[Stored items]

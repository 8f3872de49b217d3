//! Aggregator: dimensional grouping, summaries, best-row selection, pivots

use serde::{Deserialize, Serialize};
use std::collections::HashMap;
use std::hash::Hash;
use tracing::warn;

/// Summary statistics of one metric over a group
#[derive(Debug, Clone, Copy, PartialEq, Serialize, Deserialize)]
pub struct Summary {
    pub count: usize,
    pub mean: f64,
    /// Sample standard deviation (n - 1); 0.0 for a single value
    pub std_dev: f64,
    pub median: f64,
    pub min: f64,
    pub max: f64,
}

impl Summary {
    /// Summarize `values`; `None` when empty
    pub fn from_values(values: &[f64]) -> Option<Summary> {
        if values.is_empty() {
            return None;
        }

        let count = values.len();
        let mean = values.iter().sum::<f64>() / count as f64;
        let std_dev = if count > 1 {
            let ss: f64 = values.iter().map(|v| (v - mean).powi(2)).sum();
            (ss / (count - 1) as f64).sqrt()
        } else {
            0.0
        };

        let mut sorted = values.to_vec();
        sorted.sort_by(f64::total_cmp);
        let median = if count % 2 == 1 {
            sorted[count / 2]
        } else {
            (sorted[count / 2 - 1] + sorted[count / 2]) / 2.0
        };

        Some(Summary {
            count,
            mean,
            std_dev,
            median,
            min: sorted[0],
            max: sorted[count - 1],
        })
    }

    /// Summarize a metric over a slice of items
    pub fn of<T>(items: &[T], metric: impl Fn(&T) -> f64) -> Option<Summary> {
        let values: Vec<f64> = items.iter().map(metric).collect();
        Summary::from_values(&values)
    }
}

/// Arithmetic mean, `None` when empty
pub fn mean(values: impl IntoIterator<Item = f64>) -> Option<f64> {
    let (sum, n) = values
        .into_iter()
        .fold((0.0, 0usize), |(s, n), v| (s + v, n + 1));
    (n > 0).then(|| sum / n as f64)
}

/// Group items by key, preserving first-occurrence order of keys and input
/// order within each group
pub fn group_by<'a, T, K, F>(items: &'a [T], key: F) -> Vec<(K, Vec<&'a T>)>
where
    K: Eq + Hash + Clone,
    F: Fn(&T) -> K,
{
    let mut groups: Vec<(K, Vec<&'a T>)> = Vec::new();
    let mut positions: HashMap<K, usize> = HashMap::new();
    for item in items {
        let k = key(item);
        match positions.get(&k) {
            Some(&slot) => groups[slot].1.push(item),
            None => {
                positions.insert(k.clone(), groups.len());
                groups.push((k, vec![item]));
            }
        }
    }
    groups
}

/// Comparison direction for best-row selection
#[derive(Debug, Clone, Copy, PartialEq, Eq)]
pub enum Direction {
    /// Larger metric is better
    Max,
    /// Smaller metric is better
    Min,
}

/// Pick the best item by `metric`; the first item wins ties, NaN never wins
pub fn best_by<'a, T: 'a, I, F>(items: I, metric: F, direction: Direction) -> Option<&'a T>
where
    I: IntoIterator<Item = &'a T>,
    F: Fn(&T) -> f64,
{
    let mut best: Option<(&'a T, f64)> = None;
    for item in items {
        let value = metric(item);
        if value.is_nan() {
            continue;
        }
        let better = match best {
            None => true,
            Some((_, current)) => match direction {
                Direction::Max => value > current,
                Direction::Min => value < current,
            },
        };
        if better {
            best = Some((item, value));
        }
    }
    best.map(|(item, _)| item)
}

/// One pivot cell: mean of the values that fell into it
#[derive(Debug, Clone, Copy, PartialEq)]
pub struct Cell {
    pub mean: f64,
    pub count: usize,
}

/// Two-key grouping with explicit, caller-supplied axis orderings
///
/// Keys outside either ordering are dropped and counted in `dropped`; a
/// warning names each unknown category once.
#[derive(Debug, Clone)]
pub struct Pivot {
    pub rows: Vec<String>,
    pub cols: Vec<String>,
    cells: HashMap<(usize, usize), Cell>,
    pub dropped: usize,
}

impl Pivot {
    pub fn build<T>(
        items: &[T],
        row_key: impl Fn(&T) -> String,
        col_key: impl Fn(&T) -> String,
        value: impl Fn(&T) -> f64,
        row_order: &[String],
        col_order: &[String],
    ) -> Pivot {
        let mut sums: HashMap<(usize, usize), (f64, usize)> = HashMap::new();
        let mut dropped = 0;
        let mut unknown: Vec<String> = Vec::new();

        for item in items {
            let (r, c) = (row_key(item), col_key(item));
            let ri = row_order.iter().position(|k| *k == r);
            let ci = col_order.iter().position(|k| *k == c);
            match (ri, ci) {
                (Some(ri), Some(ci)) => {
                    let entry = sums.entry((ri, ci)).or_insert((0.0, 0));
                    entry.0 += value(item);
                    entry.1 += 1;
                }
                _ => {
                    dropped += 1;
                    for (key, found) in [(r, ri.is_some()), (c, ci.is_some())] {
                        if !found && !unknown.contains(&key) {
                            unknown.push(key);
                        }
                    }
                }
            }
        }

        for key in &unknown {
            warn!(category = %key, "category outside the fixed pivot ordering; rows dropped");
        }

        let cells = sums
            .into_iter()
            .map(|(pos, (sum, count))| {
                (
                    pos,
                    Cell {
                        mean: sum / count as f64,
                        count,
                    },
                )
            })
            .collect();

        Pivot {
            rows: row_order.to_vec(),
            cols: col_order.to_vec(),
            cells,
            dropped,
        }
    }

    /// Cell at (row, col) by key
    pub fn get(&self, row: &str, col: &str) -> Option<Cell> {
        let ri = self.rows.iter().position(|k| k == row)?;
        let ci = self.cols.iter().position(|k| k == col)?;
        self.cells.get(&(ri, ci)).copied()
    }

    /// Row keys that hold at least one cell, in axis order
    pub fn populated_rows(&self) -> Vec<&str> {
        (0..self.rows.len())
            .filter(|ri| (0..self.cols.len()).any(|ci| self.cells.contains_key(&(*ri, ci))))
            .map(|ri| self.rows[ri].as_str())
            .collect()
    }

    /// Column keys that hold at least one cell, in axis order
    pub fn populated_cols(&self) -> Vec<&str> {
        (0..self.cols.len())
            .filter(|ci| (0..self.rows.len()).any(|ri| self.cells.contains_key(&(ri, *ci))))
            .map(|ci| self.cols[ci].as_str())
            .collect()
    }

    pub fn is_empty(&self) -> bool {
        self.cells.is_empty()
    }
}

/// Sorted, de-duplicated labels, for axes with no natural order
pub fn sorted_unique<'a>(labels: impl IntoIterator<Item = &'a str>) -> Vec<String> {
    let mut out: Vec<String> = labels.into_iter().map(str::to_string).collect();
    out.sort();
    out.dedup();
    out
}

■ What needs to be done ■
Every line of the records that includes the word "None" should be gathered.

■ Answer box ■
    /// Summarize `values`; `None` when empty
            return None;
/// Arithmetic mean, `None` when empty
            None => {
    let mut best: Option<(&'a T, f64)> = None;
            None => true,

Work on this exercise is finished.